## Your assignment:
Copy out all lines in the data below containing the string "between".

## Data for analysis:
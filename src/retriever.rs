//! Serving archives back by name.
//!
//! Identifiers come straight from the request, percent-encoded and hostile
//! until proven otherwise. They're decoded, resolved lexically against the
//! archive root, and only served if the result is a regular file sitting
//! directly inside the root.

use std::fs::{File, Metadata};
use std::io::{self, Read};

use camino::{Utf8Component, Utf8Path, Utf8PathBuf};
use log::*;

use crate::config::*;
use crate::read::{ArchiveReader, EntryMetadata};
use crate::result::*;

/// Percent-encodes an archive name so it can be embedded in a URL path segment.
pub fn identifier_for(archive_name: &str) -> String {
    urlencoding::encode(archive_name).into_owned()
}

/// An archive found in the store, opened for reading.
#[derive(Debug)]
pub struct Fetched {
    /// The open archive file, positioned at its start.
    pub file: File,
    /// The archive's decoded name, suitable as a download file name.
    pub name: String,
    /// Size of the archive in bytes
    pub len: u64,
}

impl Fetched {
    /// Opens the archive's single entry for reading, decompressing as it goes.
    pub fn into_entry(self) -> ArchiveResult<(EntryMetadata, Box<dyn Read + Send>)> {
        let reader = ArchiveReader::new(self.file)?;
        let entry = reader.single_entry()?.clone();
        let contents = reader.into_entry_reader(&entry)?;
        Ok((entry, contents))
    }
}

/// Looks up archives in the configured root.
#[derive(Debug, Clone)]
pub struct Retriever {
    config: StoreConfig,
}

impl Retriever {
    pub fn new(config: StoreConfig) -> Self {
        Self { config }
    }

    pub fn config(&self) -> &StoreConfig {
        &self.config
    }

    /// Opens the archive named by the percent-encoded `raw_identifier`.
    ///
    /// Fails with [`ArchiveError::InvalidIdentifier`] if the identifier doesn't
    /// decode or points outside the root, and [`ArchiveError::NotFound`] if
    /// there's no archive by that name. Never modifies the store.
    ///
    /// [`ArchiveError::InvalidIdentifier`]: ../result/enum.ArchiveError.html#variant.InvalidIdentifier
    /// [`ArchiveError::NotFound`]: ../result/enum.ArchiveError.html#variant.NotFound
    pub fn fetch(&self, raw_identifier: &str) -> ArchiveResult<Fetched> {
        let (path, name) = self.resolve(raw_identifier)?;

        let metadata = match std::fs::symlink_metadata(&path) {
            Ok(m) => m,
            Err(e) if e.kind() == io::ErrorKind::NotFound => {
                debug!("No archive at {}", path);
                return Err(ArchiveError::NotFound(name));
            }
            Err(e) => return Err(e.into()),
        };
        if metadata.file_type().is_symlink() {
            warn!("Refusing to follow symlink {} for {:?}", path, raw_identifier);
            return Err(ArchiveError::InvalidIdentifier(raw_identifier.to_owned()));
        }
        if !metadata.is_file() || !name.ends_with(ARCHIVE_SUFFIX) {
            debug!("{} isn't an archive", path);
            return Err(ArchiveError::NotFound(name));
        }

        let file = match File::open(&path) {
            Ok(f) => f,
            // Deleted between the lookup and now.
            Err(e) if e.kind() == io::ErrorKind::NotFound => {
                return Err(ArchiveError::NotFound(name))
            }
            Err(e) => return Err(e.into()),
        };
        let opened = file.metadata()?;
        if !same_file(&metadata, &opened) {
            warn!("{} changed between lookup and open; refusing it", path);
            return Err(ArchiveError::InvalidIdentifier(raw_identifier.to_owned()));
        }
        let len = opened.len();
        debug!("Serving {} ({} bytes)", path, len);
        Ok(Fetched { file, name, len })
    }

    /// Decodes `raw_identifier` and resolves it to a path directly inside the root,
    /// without touching the filesystem.
    /// Returns that path and the decoded name.
    pub fn resolve(&self, raw_identifier: &str) -> ArchiveResult<(Utf8PathBuf, String)> {
        let invalid = || {
            warn!("Rejected archive identifier {:?}", raw_identifier);
            ArchiveError::InvalidIdentifier(raw_identifier.to_owned())
        };

        let decoded = urlencoding::decode(raw_identifier).map_err(|_| invalid())?;
        if decoded.is_empty() || decoded.contains('\0') || decoded.contains('\\') {
            return Err(invalid());
        }

        let root = self.config.root();
        let resolved = normalize(&root.join(decoded.as_ref()));
        if resolved.parent() != Some(root) {
            return Err(invalid());
        }
        let name = match resolved.file_name() {
            Some(name) => name.to_owned(),
            None => return Err(invalid()),
        };
        trace!("{:?} resolved to {}", raw_identifier, resolved);
        Ok((resolved, name))
    }
}

/// Whether `looked_up` (from `symlink_metadata`) and `opened` (from the open handle)
/// describe the same regular file.
/// A symlink swapped in after the lookup is followed by `open`, and fails this.
#[cfg(unix)]
fn same_file(looked_up: &Metadata, opened: &Metadata) -> bool {
    use std::os::unix::fs::MetadataExt;
    opened.is_file() && looked_up.dev() == opened.dev() && looked_up.ino() == opened.ino()
}

#[cfg(not(unix))]
fn same_file(looked_up: &Metadata, opened: &Metadata) -> bool {
    opened.is_file() && looked_up.len() == opened.len()
}

/// Collapses `.` and `..` the way the filesystem would, without asking it
/// (so nothing has to exist, and symlinks aren't followed).
/// `..` at the root stays at the root.
fn normalize(path: &Utf8Path) -> Utf8PathBuf {
    let mut normalized = Utf8PathBuf::new();
    for component in path.components() {
        match component {
            Utf8Component::Prefix(_) | Utf8Component::RootDir | Utf8Component::Normal(_) => {
                normalized.push(component.as_str());
            }
            Utf8Component::CurDir => {}
            Utf8Component::ParentDir => {
                normalized.pop();
            }
        }
    }
    normalized
}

## Expected output:
            // Deleted between the lookup and now.
            warn!("{} changed between lookup and open; refusing it", path);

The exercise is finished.